EXERCISE DATA:
//! Joining, leaving and kicking while a session is in the lobby.

use impostor_protocol::{GameStatus, PlayerId};

use crate::{GameError, GameSession, Player, PlayerProfile, RoundStateMachine};

/// Roster operations. Stateless; every call works on the session passed
/// in, which the session actor owns exclusively.
pub struct LobbyCoordinator;

impl LobbyCoordinator {
    /// Seats a user in the session and returns their player record.
    ///
    /// Joining twice is harmless: a user who already has a seat gets that
    /// seat back (marked active again) regardless of status or capacity.
    ///
    /// # Errors
    /// - `InvalidState` if the session has left the lobby.
    /// - `SessionFull` if every seat is taken.
    pub fn join(session: &mut GameSession, profile: PlayerProfile) -> Result<Player, GameError> {
        if let Some(existing) = session
            .players
            .iter_mut()
            .find(|p| p.user_id == profile.user_id)
        {
            existing.is_active = true;
            return Ok(existing.clone());
        }

        if session.status != GameStatus::Lobby {
            return Err(GameError::wrong_status("join", session.status));
        }
        if session.is_full() {
            return Err(GameError::SessionFull(session.id));
        }

        let id = session.allocate_player_id();
        let player = Player::new(id, profile);
        session.players.push(player.clone());
        Ok(player)
    }

    /// Removes a player from the lobby.
    ///
    /// If the host leaves, the earliest-joined remaining player becomes
    /// host. If nobody is left, the session is abandoned (finished, no
    /// winner) and its code freed.
    ///
    /// # Errors
    /// - `InvalidState` outside the lobby.
    /// - `NotFound` for an unknown player.
    pub fn leave(session: &mut GameSession, player_id: PlayerId) -> Result<(), GameError> {
        if session.status != GameStatus::Lobby {
            return Err(GameError::wrong_status("leave", session.status));
        }
        Self::remove(session, player_id)?;

        match session.players.first() {
            None => RoundStateMachine::abandon(session)?,
            Some(next) if session.host_id == player_id => {
                session.host_id = next.id;
                tracing::info!(
                    session_id = %session.id,
                    host_id = %next.id,
                    "host left, host migrated"
                );
            }
            Some(_) => {}
        }
        Ok(())
    }

    /// Host-only removal of another player.
    ///
    /// # Errors
    /// - `Forbidden` unless `requester` is the host.
    /// - `InvalidState` outside the lobby or when the host targets themself.
    /// - `NotFound` for an unknown target.
    pub fn kick(
        session: &mut GameSession,
        requester: PlayerId,
        target: PlayerId,
    ) -> Result<(), GameError> {
        if !session.is_host(requester) {
            return Err(GameError::Forbidden(requester));
        }
        if session.status != GameStatus::Lobby {
            return Err(GameError::wrong_status("kick", session.status));
        }
        if target == requester {
            return Err(GameError::InvalidState("the host cannot kick themself".into()));
        }
        Self::remove(session, target)
    }

    /// Flags a player's connection as up or down. Works in every status and
    /// never removes anyone.
    ///
    /// # Errors
    /// Returns `NotFound` for an unknown player.
    pub fn set_active(
        session: &mut GameSession,
        player_id: PlayerId,
        active: bool,
    ) -> Result<(), GameError> {
        let player = session
            .player_mut(player_id)
            .ok_or(GameError::player_not_found(player_id))?;
        player.is_active = active;
        Ok(())
    }

    /// Hands the host role on after `departed` is gone for good, in any
    /// status. The earliest-joined active player takes over; with nobody
    /// active left the session is abandoned so its code and actor can be
    /// reclaimed.
    ///
    /// Returns the new host, or `None` if `departed` was not the host or
    /// the session was abandoned.
    ///
    /// # Errors
    /// `InvalidState` once the session has finished.
    pub fn migrate_host(
        session: &mut GameSession,
        departed: PlayerId,
    ) -> Result<Option<PlayerId>, GameError> {
        if session.status == GameStatus::Finished {
            return Err(GameError::wrong_status("migrate host", session.status));
        }
        if session.host_id != departed {
            return Ok(None);
        }

        let successor = session
            .players
            .iter()
            .find(|p| p.id != departed && p.is_active)
            .map(|p| p.id);
        match successor {
            Some(next) => {
                session.host_id = next;
                tracing::info!(
                    session_id = %session.id,
                    host_id = %next,
                    status = %session.status,
                    "host gone, host migrated"
                );
                Ok(Some(next))
            }
            None => {
                tracing::info!(session_id = %session.id, "host gone and nobody active, abandoning");
                RoundStateMachine::abandon(session)?;
                Ok(None)
            }
        }
    }

    fn remove(session: &mut GameSession, player_id: PlayerId) -> Result<(), GameError> {
        let index = session
            .players
            .iter()
            .position(|p| p.id == player_id)
            .ok_or(GameError::player_not_found(player_id))?;
        session.players.remove(index);
        Ok(())
    }
}
//! Error types for the lobby engine.
//!
//! One enum, [`GameError`], covers everything the engine can refuse. The
//! variants line up one-to-one with the protocol's [`ErrorKind`], which
//! carries an HTTP-style status code to the client:
//!
//! | variant | kind | code |
//! |---|---|---|
//! | `InvalidSettings` | `InvalidSettings` | 400 |
//! | `Forbidden` | `Forbidden` | 403 |
//! | `NotFound` | `NotFound` | 404 |
//! | `InvalidState`, `SessionFull`, `InsufficientPlayers`, `AlreadyAssigned`, `IllegalTransition` | same name | 409 |
//! | `CapacityExhausted`, `Unavailable` | same name | 503 |
//!
//! Errors are values, not panics: a rejected command leaves the session
//! exactly as it was and publishes nothing.

use std::fmt;

use impostor_protocol::{ErrorKind, GameStatus, PlayerId, SessionId};

/// What a [`GameError::NotFound`] was looking for.
#[derive(Debug, Clone, PartialEq, Eq)]
pub enum Missing {
    Session(SessionId),
    /// The normalized code (trimmed, upper-cased).
    Code(String),
    Player(PlayerId),
}

impl fmt::Display for Missing {
    fn fmt(&self, f: &mut fmt::Formatter<'_>) -> fmt::Result {
        match self {
            Self::Session(id) => write!(f, "session {id}"),
            Self::Code(code) => write!(f, "join code {code:?}"),
            Self::Player(id) => write!(f, "player {id}"),
        }
    }
}

/// Errors returned by session, lobby, role, round and vote operations.
///
/// Every error is scoped to one session and one operation; none of them
/// leave the session in a partially-updated state.
#[derive(Debug, Clone, PartialEq, Eq, thiserror::Error)]
pub enum GameError {
    /// Bad code, session id, or player id.
    #[error("{0} not found")]
    NotFound(Missing),

    /// The operation is not allowed in the session's current status.
    #[error("invalid state: {0}")]
    InvalidState(String),

    /// The requester lacks the privilege (usually: is not the host).
    #[error("player {0} is not allowed to do that")]
    Forbidden(PlayerId),

    /// The lobby already holds `max_players`. Rejoining players keep their
    /// seat and never see this.
    #[error("session {0} is full")]
    SessionFull(SessionId),

    /// Starting needs at least one crew member besides the impostors.
    #[error("not enough players: have {have}, need {need}")]
    InsufficientPlayers { have: usize, need: usize },

    /// Roles are fixed once assigned.
    #[error("roles already assigned in session {0}")]
    AlreadyAssigned(SessionId),

    /// A status change the round state machine does not allow, for
    /// example `Lobby -> Voting`. Finished is terminal, so every transition
    /// out of it lands here.
    #[error("illegal transition from {0} to {1}")]
    IllegalTransition(GameStatus, GameStatus),

    /// No free join code after the bounded number of draws. Means the code
    /// space is too small for the number of live sessions.
    #[error("no free join code after {attempts} attempts")]
    CapacityExhausted { attempts: u32 },

    /// Rejected [`SessionSettings`](crate::SessionSettings); the message
    /// names the offending field.
    #[error("invalid session settings: {0}")]
    InvalidSettings(String),

    /// The session actor is gone (destroyed or shutting down).
    #[error("session {0} is unavailable")]
    Unavailable(SessionId),
}

impl GameError {
    /// The wire category for this error.
    pub fn kind(&self) -> ErrorKind {
        match self {
            Self::NotFound(_) => ErrorKind::NotFound,
            Self::InvalidState(_) => ErrorKind::InvalidState,
            Self::Forbidden(_) => ErrorKind::Forbidden,
            Self::SessionFull(_) => ErrorKind::SessionFull,
            Self::InsufficientPlayers { .. } => ErrorKind::InsufficientPlayers,
            Self::AlreadyAssigned(_) => ErrorKind::AlreadyAssigned,
            Self::IllegalTransition(..) => ErrorKind::IllegalTransition,
            Self::CapacityExhausted { .. } => ErrorKind::CapacityExhausted,
            Self::InvalidSettings(_) => ErrorKind::InvalidSettings,
            Self::Unavailable(_) => ErrorKind::Unavailable,
        }
    }

    pub(crate) fn player_not_found(id: PlayerId) -> Self {
        Self::NotFound(Missing::Player(id))
    }

    pub(crate) fn wrong_status(action: &str, status: GameStatus) -> Self {
        Self::InvalidState(format!("cannot {action} while session is {status}"))
    }
}

#[cfg(test)]
mod tests {
    use super::*;

    #[test]
    fn test_not_found_display_names_the_missing_thing() {
        let err = GameError::NotFound(Missing::Code("ZZZZZZ".into()));
        assert_eq!(err.to_string(), "join code \"ZZZZZZ\" not found");
        assert_eq!(err.kind(), ErrorKind::NotFound);
    }

    #[test]
    fn test_illegal_transition_display() {
        let err = GameError::IllegalTransition(GameStatus::Lobby, GameStatus::Voting);
        assert_eq!(err.to_string(), "illegal transition from lobby to voting");
        assert_eq!(err.kind().code(), 409);
    }
}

WHAT THE EXERCISE ASKS: Track down every line in the entries that includes the string "impl", and copy it.

ANSWER BELOW:
impl LobbyCoordinator {
impl fmt::Display for Missing {
impl GameError {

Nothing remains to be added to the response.